Performance of selected effectors in the EGFR granule assay and EGFR kinase assay. Dose response curves in the EGFR granule assay of the EGFR inhibitors PD 153035 (•) and gefitinib (○) (calculated IC₅₀ values: PD 153035 2.2±0.9 nM, gefitinib 19±5.2 nM) (A) and of the identified fluorescent compounds quinacrine (•) and sunitinib (○) (calculated apparent EC₅₀ values: quinacrine 150±32 nM, sunitinib 2600±270 nM) (B). Dose–response curves in the EGFR kinase assay of the EGFR inhibitors PD 153035 (•) and gefitinib (○) following 10-min pre-incubation of the compound with the enzyme (calculated IC₅₀ values: PD 153035 6.7±1.4 nM, gefitinib 10.8±2.0 nM) (C) or 60 min (calculated IC₅₀ values: PD 153035 5.1±0.8 nM, gefitinib 10±0.4 nM) (D). Dose–response curves were fitted using logistic four parameter sigmoid regressions to calculate IC₅₀ and EC₅₀ values. Data from one representative experiment is presented for dose response in the EGFR granule assay and each data point corresponds to the mean of duplicates for data from the EGFR kinase assay (n=2).
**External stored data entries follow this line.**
//! Event translation and page commands on top of a [`CdpTransport`].

use std::collections::HashMap;
use std::sync::Arc;
use std::time::{Duration, Instant};

use async_trait::async_trait;
use base64::engine::general_purpose::STANDARD;
use base64::Engine as _;
use dashmap::DashMap;
use network_tap_light::{
    config::TapConfig, MaintenanceHandle, NetworkTapLight, PageKey, TapError, TapEvent,
};
use serde::Deserialize;
use serde_json::{json, Value};
use tokio::sync::{broadcast, Mutex};
use tokio::task::JoinHandle;
use tokio::time::sleep;
use tokio_util::sync::CancellationToken;
use tracing::{debug, info, warn};

use crate::commands::{NavigateOptions, Navigation, ScreenshotClip};
use crate::config::CdpConfig;
use crate::error::{AdapterError, AdapterErrorKind};
use crate::events::{ConsoleLevel, ConsoleSource, RawEvent};
use crate::ids::PageId;
use crate::metrics::{AdapterMetrics, AdapterMetricsSnapshot};
use crate::registry::Registry;
use crate::transport::{CdpTransport, ChromiumTransport, CommandTarget, TransportEvent};
use crate::util::timestamp_now;
use crate::EventStream;

pub type EventBus = broadcast::Sender<RawEvent>;

const POLL_INTERVAL: Duration = Duration::from_millis(100);
const ATTACH_TIMEOUT: Duration = Duration::from_secs(5);

/// Page-level browser operations the audit engine relies on.
#[async_trait]
pub trait Cdp: Send + Sync {
    /// Opens a blank tab and enables the domains whose events are republished.
    async fn open_page(&self) -> Result<PageId, AdapterError>;
    async fn navigate(
        &self,
        page: PageId,
        url: &str,
        opts: &NavigateOptions,
    ) -> Result<Navigation, AdapterError>;
    async fn evaluate_script(&self, page: PageId, expression: &str)
        -> Result<Value, AdapterError>;
    /// PNG of the whole document, not just the viewport.
    async fn screenshot_full_page(&self, page: PageId) -> Result<Vec<u8>, AdapterError>;
    async fn close_page(&self, page: PageId) -> Result<(), AdapterError>;
    fn subscribe(&self) -> EventStream;
}

#[derive(Clone, Debug)]
struct InflightRequest {
    page: PageId,
    method: String,
}

pub struct CdpAdapter {
    pub cfg: CdpConfig,
    bus: EventBus,
    registry: Arc<Registry>,
    metrics: Arc<AdapterMetrics>,
    shutdown: CancellationToken,
    tasks: Mutex<Vec<JoinHandle<()>>>,
    transport: Arc<dyn CdpTransport>,
    requests: DashMap<String, InflightRequest>,
    network_tap: Arc<NetworkTapLight>,
    tap_maintenance: Mutex<Option<MaintenanceHandle>>,
}
//! The audit engine: capture, route walking and report aggregation.

pub mod buffer;
pub mod capture;
pub mod model;
pub mod page;
pub mod report;
pub mod route;
pub mod runner;
pub mod session;
pub mod walker;

pub use buffer::EventBuffer;
pub use capture::{CaptureLayer, CaptureStats};
pub use model::{
    severity_of, AuditStatus, CapturedEvent, ConsoleLevel, EventKind, RouteSpec, Severity,
    SeverityPolicy,
};
pub use page::AuditPage;
pub use report::{render_human, summarize, summarize_with, AuditSummary, Finding, RouteSummary};
pub use route::CurrentRoute;
pub use runner::{run_audit, AuditPlan};
pub use session::{AuditRecord, AuditSession};
pub use walker::{route_url, RouteOutcome, RouteVisit, RouteWalker, WalkOptions, WalkReport};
The standard error corresponds to the standard error of the regression. (E) Performance in the EGFR kinase assay of the reported EGFR inhibitors PD 153035, gefitinib, erbstatin analog, and lavendustin A as well as the fluorescent compounds quinacrine and sunitinib at 10 μM in 1% DMSO (v/v), following 10 or 60 min of pre-incubation with the enzyme. The data presented are means±standard deviation of duplicate wells (n=2).

Fig. 6.

Images of A549-EGFRB cells treated with selected compounds (A) INCA2000 imaging at 20× objective magnification of A549-EGFRB cells treated with 1% DMSO (v/v) control in absence or presence of 500 nM EGF stimulation for 70 min, and after EGF stimulation following pretreatment in 1% DMSO (v/v) with 1 μM gefitinib, 1 μM PD 153035, 10 μM erbstatin analog, or 10 μM lavendustin A. Overlay of blue channel: Hoechst staining of nuclei; green channel: EGFR biosensor (GFP). (B) INCA2000 imaging in the green channel: EGFR biosensor (GFP) at 20× objective magnification of A549-EGFRB cells treated with 1 μM quinacrine and 10 μM sunitinib in 1% DMSO (v/v) after 500 nM EGF stimulation for 70 min. Original images are compared to images acquired several weeks after the original imaging. Re-imaged fields of view may not be identical to those originally imaged but are representative of the whole well.